October 6, 2020
Local and business organizations yesterday appealed to Congress and to President Duterte to retain current incentives given to exporters and regional operating headquarters (ROHQ) under a grandfather provision of the Corporate Recovery and Tax Incentives for Enterprises (CREATE).
The grandfather rule will allow those registered business enterprises (RBEs) to continue enjoying their current incentives.
In a joint statement, the Philippine business groups and the joint foreign chambers expressed support to this provision offered by Senate President Pro Tempore Ralph Recto.
They quoted Recto as saying the current draft of CREATE which sets a transition period of four, five, seven, or 9 years before switching to corporate income tax (CIT) from the current tax on gross income earned will double the income tax on most export firms.

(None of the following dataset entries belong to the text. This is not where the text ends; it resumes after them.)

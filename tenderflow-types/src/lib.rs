//! Shared domain records for the tenderflow pipeline.
//!
//! These are the shapes the persistence collaborator stores and every
//! pipeline stage reads and rewrites. The pipeline never deletes a project;
//! it only rewrites the fields it owns (`questions`, `proposal_result`,
//! per-media `content`).

use serde::{Deserialize, Serialize};

/// A project groups uploaded documents, the generated question set and the
/// synthesized proposal, plus the free-text instructions that steer each
/// model call.
#[derive(Debug, Clone, Serialize, Deserialize)]
pub struct Project {
    pub id: String,
    pub name: String,
    /// Instruction text prepended to the question-synthesis system prompt.
    pub generation_prompt: String,
    /// Rules the model applies when judging respondent answers.
    pub qualification_rules: String,
    /// Rules the model applies when analyzing individual questions.
    pub analysis_rules: String,
    /// System prompt for proposal synthesis; empty means use the default.
    pub proposal_template: String,
    /// Ordered question set. Order is the canonical presentation order for
    /// the questionnaire and must survive every stage unchanged.
    #[serde(default)]
    pub questions: Vec<QuestionItem>,
    /// Raw text of the last synthesized proposal, empty until generated.
    #[serde(default)]
    pub proposal_result: String,
}

/// An uploaded document attached to a project.
#[derive(Debug, Clone, Serialize, Deserialize)]
pub struct Media {
    pub id: String,
    pub project_id: String,
    /// Explicit fetch URL; when absent the public object-storage URL derived
    /// from `object_key` is used instead.
    pub url: Option<String>,
    /// Key of the stored file bytes in object storage.
    pub object_key: String,
    pub filename: String,
    pub content_type: String,
    /// Cached extracted text, empty until normalization succeeds.
    #[serde(default)]
    pub content: String,
}

/// One generated question. Ids are stable across analysis-only updates and
/// unique within a single project's question set at any instant.
#[derive(Debug, Clone, PartialEq, Eq, Serialize, Deserialize)]
pub struct QuestionItem {
    #[serde(default = "new_id")]
    pub id: String,
    pub question: String,
    #[serde(default)]
    pub analysis: String,
}

/// A question together with the respondent's answer. Lives only inside a
/// questionnaire session until the final snapshot is persisted.
#[derive(Debug, Clone, PartialEq, Eq, Serialize, Deserialize)]
pub struct AnsweredQuestion {
    pub id: String,
    pub question: String,
    #[serde(default)]
    pub analysis: String,
    #[serde(default)]
    pub answer: String,
}

impl AnsweredQuestion {
    pub fn from_question(q: &QuestionItem) -> Self {
        Self {
            id: q.id.clone(),
            question: q.question.clone(),
            analysis: q.analysis.clone(),
            answer: String::new(),
        }
    }
}

/// Immutable record of one completed questionnaire session. Created exactly
/// once when a session reaches its finished state.
#[derive(Debug, Clone, Serialize, Deserialize)]
pub struct Submission {
    pub id: String,
    pub project_id: String,
    pub contact_id: String,
    pub questions: Vec<AnsweredQuestion>,
}

/// The respondent a questionnaire link was issued to.
#[derive(Debug, Clone, Serialize, Deserialize)]
pub struct Contact {
    pub id: String,
    #[serde(default)]
    pub name: String,
    #[serde(default)]
    pub email: String,
}

/// Generate a fresh v4 uuid string id.
pub fn new_id() -> String {
    uuid::Uuid::new_v4().to_string()
}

The business groups also pushed for the explicit inclusion in Senate’s CREATE version (No. 1357) of a provision that will allow existing RBEs to register expansion activities and/or renew incentives, if qualified, after their incentives expire.
They said the registration of expansion activities and renewal of incentives were repeatedly promised to the private sector both by House Ways and Means committee chair Rep. Joey Salceda and former finance undersecretary Karl Chua in various fora and by Sen. Pia Cayetano.
“Giving the registrants the opportunity to register their expansion activities or renew their expiring incentives will further encourage foreign investment into the country and would still be in keeping with the government’s aim to make the incentives time-bound and performance-based,” the groups added.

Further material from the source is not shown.